=== Required work ===
Copy the entire listing exactly.

=== Data section ===
•••••
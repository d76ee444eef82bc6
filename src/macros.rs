/// Print a startup line before tracing is available.
#[macro_export]
macro_rules! bootstrap {
    ($x:expr $( , $xs:expr )* $(,)?) => {
        eprintln!(concat!("[bootstrap] ", $x) $( , $xs )*)
    };
}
•••••
=== Result for this exercise ===
repository d76ee444eef82bc6
filename src/macros.rs
/// Print a startup line before tracing is available.
#[macro_export]
macro_rules! bootstrap {
    ($x:expr $( , $xs:expr )* $(,)?) => {
        eprintln!(concat!("[bootstrap] ", $x) $( , $xs )*)
    };
}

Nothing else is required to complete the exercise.